As I watched A.J. Griffin pitch a complete game shutout against the Cincinnati Reds on Wednesday in just 2 hours, 20 minutes, I thought, this is like a blast from the past.
Others in the press box asked me, "Is this the way it was when the A's started here?" It was similar. I covered the first two weeks of the A's in Oakland in 1968, and among those games, were two complete game wins by Catfish Hunter, in 1:54 and 1:56.
This is not the only way the A's are reminiscent of their past. All the championship A's teams have had a foundation of outstanding pitching and power hitting.
The need for pitching is obvious, but playing home games in the Coliseum demands a special type of offensive play. The huge foul areas mean that a foul ball that would go into the stands elsewhere can be caught, so teams can seldom mount a big rally with a succession of singles and even doubles. So, the successful A's teams have always believed in working pitchers for walks and then hitting home runs. For Giants fans who don't have much experience with this, home runs are hits that go over the fence.

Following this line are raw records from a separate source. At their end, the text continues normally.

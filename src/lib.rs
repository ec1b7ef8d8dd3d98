//! shotscene - Convert narrative text into film scenes and shots
//!
//! Sends a story to an OpenAI-compatible chat-completions API and decodes
//! the answer into an ordered list of scenes, each made of shots with
//! framing, camera notes, description and dialogue.
//!
//! # Modules
//!
//! - `adapters`: Completion service integrations (OpenAI-compatible HTTP)
//! - `core`: Conversion logic (Converter, prompt, decode, retry, limits)
//! - `domain`: Data structures (StoryText, Scene, Shot, ShotList)
//! - `config`: Explicit conversion configuration and its sources
//! - `cli`: Command-line interface
//!
//! # Usage
//!
//! ```no_run
//! use shotscene::{convert, ConvertConfig};
//!
//! # async fn run() -> Result<(), shotscene::ConvertError> {
//! let config = ConvertConfig::new("sk-...", "gpt-4o-mini");
//! let shots = convert("A man walks into a bar. He orders a drink.", &config).await?;
//!
//! for shot in shots.shots() {
//!     println!("{} {} {}", shot.label(), shot.shot_type, shot.description);
//! }
//! # Ok(())
//! # }
//! ```
//!
//! ```bash
//! echo "A man walks into a bar. He orders a drink." | shotscene convert --format markdown
//! ```

pub mod adapters;
pub mod cli;
pub mod config;
pub mod core;
pub mod domain;
pub mod error;

// Re-export main types at crate root for convenience
pub use adapters::{CompletionBackend, OpenAiBackend};
pub use config::ConvertConfig;
pub use crate::core::{convert, Converter, RetryPolicy};
pub use domain::{OutputFormat, Scene, Shot, ShotList, ShotType, StoryText, TokenUsage};
pub use error::{ConvertError, UpstreamError, ValidationError};
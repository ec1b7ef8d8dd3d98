//! Output formats for shot lists.

use std::fmt::Write;

use serde::{Deserialize, Serialize};

use super::shot::{Scene, ShotList};

/// Supported output formats
#[derive(Debug, Clone, Copy, Default, PartialEq, Eq, Serialize, Deserialize)]
#[serde(rename_all = "snake_case")]
pub enum OutputFormat {
    #[default]
    Json,
    Yaml,
    Markdown,
}

impl ShotList {
    pub fn to_json_pretty(&self) -> serde_json::Result<String> {
        serde_json::to_string_pretty(self)
    }

    pub fn to_yaml(&self) -> serde_yaml::Result<String> {
        serde_yaml::to_string(self)
    }

    /// Render as a Markdown document with one table per scene
    pub fn to_markdown(&self) -> String {
        let mut out = String::new();

        let _ = writeln!(out, "# Shot List");
        let _ = writeln!(out);
        let _ = writeln!(
            out,
            "{} scene(s), {} shot(s) · model `{}`",
            self.scene_count(),
            self.shot_count(),
            self.model
        );

        for scene in &self.scenes {
            let _ = writeln!(out);
            write_scene(&mut out, scene);
        }

        out
    }

    /// Render in the requested format
    pub fn render(&self, format: OutputFormat) -> anyhow::Result<String> {
        Ok(match format {
            OutputFormat::Json => self.to_json_pretty()?,
            OutputFormat::Yaml => self.to_yaml()?,
            OutputFormat::Markdown => self.to_markdown(),
        })
    }
}

fn write_scene(out: &mut String, scene: &Scene) {
    let _ = writeln!(out, "## Scene {}: {}", scene.number, scene.heading);
    if let Some(summary) = &scene.summary {
        let _ = writeln!(out);
        let _ = writeln!(out, "_{}_", summary.trim());
    }
    let _ = writeln!(out);
    let _ = writeln!(
        out,
        "| Shot | Type | Angle | Movement | Description | Dialogue | Duration |"
    );
    let _ = writeln!(out, "|---|---|---|---|---|---|---|");

    for shot in &scene.shots {
        let duration = shot
            .duration_seconds
            .map(|d| format!("{}s", d))
            .unwrap_or_default();
        let _ = writeln!(
            out,
            "| {} | {} | {} | {} | {} | {} | {} |",
            shot.label(),
            shot.shot_type.abbreviation(),
            cell(shot.camera_angle.as_deref().unwrap_or("")),
            cell(shot.camera_movement.as_deref().unwrap_or("")),
            cell(&shot.description),
            cell(shot.dialogue.as_deref().unwrap_or("")),
            duration,
        );
    }
}

/// Escape a value for use inside a table cell
fn cell(value: &str) -> String {
    value.trim().replace('|', "\\|").replace('\n', "<br>")
}
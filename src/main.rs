//! shotscene CLI entrypoint

use anyhow::Result;
use clap::Parser;
use tracing_subscriber::{layer::SubscriberExt, util::SubscriberInitExt, EnvFilter};

use shotscene::cli::Cli;

#[tokio::main]
async fn main() -> Result<()> {
    // Load .env into the process environment (CLI only; the library takes explicit config)
    let _ = dotenvy::dotenv();

    // Initialize tracing on stderr so stdout stays machine-readable
    tracing_subscriber::registry()
        .with(EnvFilter::try_from_default_env().unwrap_or_else(|_| EnvFilter::new("info")))
        .with(
            tracing_subscriber::fmt::layer()
                .with_target(false)
                .with_writer(std::io::stderr),
        )
        .init();

    // Parse and execute CLI
    let cli = Cli::parse();
    cli.execute().await
}
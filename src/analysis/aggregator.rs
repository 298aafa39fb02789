//! Roll aggregation and input sanitization.
//!
//! This module turns raw text into roll labels and counts them into a
//! [`RollSet`].

use crate::models::RollSet;
use tracing::debug;

/// Count a sequence of already-sanitized roll labels.
pub fn aggregate_rolls<I, S>(rolls: I) -> RollSet
where
    I: IntoIterator<Item = S>,
    S: Into<String>,
{
    RollSet::from_rolls(rolls)
}

/// Parse one roll per line from raw text.
///
/// Each line is trimmed of leading and trailing non-word characters
/// (anything other than ASCII letters, digits and `_`). Lines that end up
/// empty are discarded.
pub fn parse_dice_rolls(input: &str) -> RollSet {
    let mut discarded = 0usize;

    let labels: Vec<&str> = input
        .split('\n')
        .filter_map(|line| {
            let label = sanitize_line(line);
            if label.is_empty() {
                discarded += 1;
                None
            } else {
                Some(label)
            }
        })
        .collect();

    debug!(
        "Parsed {} rolls ({} blank or symbol-only lines discarded)",
        labels.len(),
        discarded
    );

    aggregate_rolls(labels)
}

/// Strip leading and trailing non-word characters from a line.
pub fn sanitize_line(line: &str) -> &str {
    line.trim_matches(|c: char| !is_word_char(c))
}

fn is_word_char(c: char) -> bool {
    c.is_ascii_alphanumeric() || c == '_'
}
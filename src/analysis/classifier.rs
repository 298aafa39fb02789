//! Die-type classification.
//!
//! Guesses which die produced a [`RollSet`]. Numeric labels are matched
//! against a fixed table of standard dice, smallest first; anything else
//! falls back to a ratio test on the number of distinct labels.

use crate::models::{DieKind, DieType, RollSet};
use tracing::debug;

/// Minimum rolls per distinct label before an arbitrary-label die is
/// reported as custom.
pub const CUSTOM_ROLLS_PER_SIDE: f64 = 4.0;

/// A standard die and the evidence required to recognise it.
#[derive(Debug, Clone, Copy, PartialEq, Eq)]
pub struct NumericRule {
    pub kind: DieKind,
    pub sides: u32,
    /// Smallest sample that may be classified as this die.
    pub min_rolls: usize,
}

impl NumericRule {
    const fn new(kind: DieKind, sides: u32, min_rolls: usize) -> Self {
        Self {
            kind,
            sides,
            min_rolls,
        }
    }

    /// True when the observed bounds fit on this die and the sample is
    /// large enough.
    pub fn matches(&self, bounds: NumericBounds, total_rolls: usize) -> bool {
        let sides = u64::from(self.sides);
        bounds.range() <= sides && bounds.max <= sides && total_rolls >= self.min_rolls
    }

    pub fn die_type(&self) -> DieType {
        DieType::new(self.kind, self.sides)
    }
}

/// Standard dice in priority order. The first matching rule wins.
pub const NUMERIC_RULES: [NumericRule; 7] = [
    NumericRule::new(DieKind::D2, 2, 4),
    NumericRule::new(DieKind::D4, 4, 6),
    NumericRule::new(DieKind::D6, 6, 9),
    NumericRule::new(DieKind::D8, 8, 12),
    NumericRule::new(DieKind::D10, 10, 15),
    NumericRule::new(DieKind::D12, 12, 15),
    NumericRule::new(DieKind::D20, 20, 15),
];

/// Smallest and largest value among numeric roll labels.
#[derive(Debug, Clone, Copy, PartialEq, Eq)]
pub struct NumericBounds {
    pub min: u64,
    pub max: u64,
}

impl NumericBounds {
    /// Number of values between `min` and `max`, inclusive.
    pub fn range(&self) -> u64 {
        (self.max - self.min).saturating_add(1)
    }
}

/// Guess the die type behind a set of rolls.
///
/// Returns `None` when there is not enough information to decide.
pub fn classify(rolls: &RollSet) -> Option<DieType> {
    let total_rolls = rolls.total_rolls();

    if let Some(bounds) = numeric_bounds(rolls) {
        debug!(
            "Numeric rolls: min={} max={} range={} total={}",
            bounds.min,
            bounds.max,
            bounds.range(),
            total_rolls
        );

        if let Some(rule) = NUMERIC_RULES
            .iter()
            .find(|rule| rule.matches(bounds, total_rolls))
        {
            return Some(rule.die_type());
        }

        debug!("No standard die matched, trying custom classification");
    }

    classify_custom(rolls)
}

/// Ratio test for dice with arbitrary labels.
fn classify_custom(rolls: &RollSet) -> Option<DieType> {
    let distinct = rolls.distinct_count();
    if distinct == 0 {
        return None;
    }

    let rolls_to_sides = rolls.total_rolls() as f64 / distinct as f64;
    if rolls_to_sides >= CUSTOM_ROLLS_PER_SIDE {
        Some(DieType::new(DieKind::Custom, distinct as u32))
    } else {
        debug!(
            "Only {:.2} rolls per distinct label, classification indeterminate",
            rolls_to_sides
        );
        None
    }
}

/// Bounds of the labels if every label is an unsigned decimal integer.
///
/// Returns `None` for an empty set or when any label contains a sign,
/// decimal point, whitespace or other non-digit character. Values too
/// large for `u64` saturate.
pub fn numeric_bounds(rolls: &RollSet) -> Option<NumericBounds> {
    let mut bounds: Option<NumericBounds> = None;

    for (label, _) in rolls.iter() {
        if !is_unsigned_integer(label) {
            return None;
        }

        let value = label.parse::<u64>().unwrap_or(u64::MAX);
        bounds = Some(match bounds {
            None => NumericBounds {
                min: value,
                max: value,
            },
            Some(b) => NumericBounds {
                min: b.min.min(value),
                max: b.max.max(value),
            },
        });
    }

    bounds
}

/// True for a non-empty string made only of ASCII digits.
pub fn is_unsigned_integer(label: &str) -> bool {
    !label.is_empty() && label.bytes().all(|b| b.is_ascii_digit())
}
//! Report assembly and rendering.

pub mod builder;
pub mod generator;

pub use builder::build_report;
pub use generator::{
    generate_json_report, generate_markdown_report, write_json_report, write_report,
};
//! dicecheck - die type inference and fairness testing.
//!
//! Rolls are read as text labels, counted into a [`RollSet`], classified
//! into a standard or custom die, and tested against a fair die of the
//! same size with a chi-squared goodness-of-fit test.
//!
//! ```
//! use dicecheck::analysis::{chi_squared, classify, parse_dice_rolls};
//! use dicecheck::models::DieKind;
//!
//! let rolls = parse_dice_rolls("4\n2\n3\n4\n3\n6\n6\n3\n1\n5\n");
//! let die = classify(&rolls).unwrap();
//! assert_eq!(die.kind, DieKind::D6);
//!
//! let statistic = chi_squared(&rolls, die.sides).unwrap();
//! assert!(statistic > 0.0);
//! ```

pub mod analysis;
pub mod cli;
pub mod config;
pub mod error;
pub mod models;
pub mod report;

pub use error::AnalysisError;
pub use models::{DieKind, DieType, FitResult, Report, RollSet};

Once again, in Wednesday's game, the A's broke open a close game when Josh Donaldson hit a three-run homer on the first pitch he saw from Homer Bailey. A's hitters like Brandon Moss and Josh Reddick strike out a lot, but they also hit home runs, just as Reggie Jackson and Sal Bando did for the '70s A's teams.
Watching a game at the Coliseum is 180 degrees different from watching a game at AT&T Park.
The Giants have done a superb job with their park, creating something for everybody, with activities for children behind the seats in left field and food stations everywhere. Fans are often on the move around the park and, if they are in their seats, they are on their cellphones, texting or tweeting to friends in the park, even if they're just a couple of sections away.
At the Coliseum, there's relatively little movement for food because the options are much more limited. Nor are there many fans on their cellphones. They are watching the game, booing umpires' calls, concentrating on the action.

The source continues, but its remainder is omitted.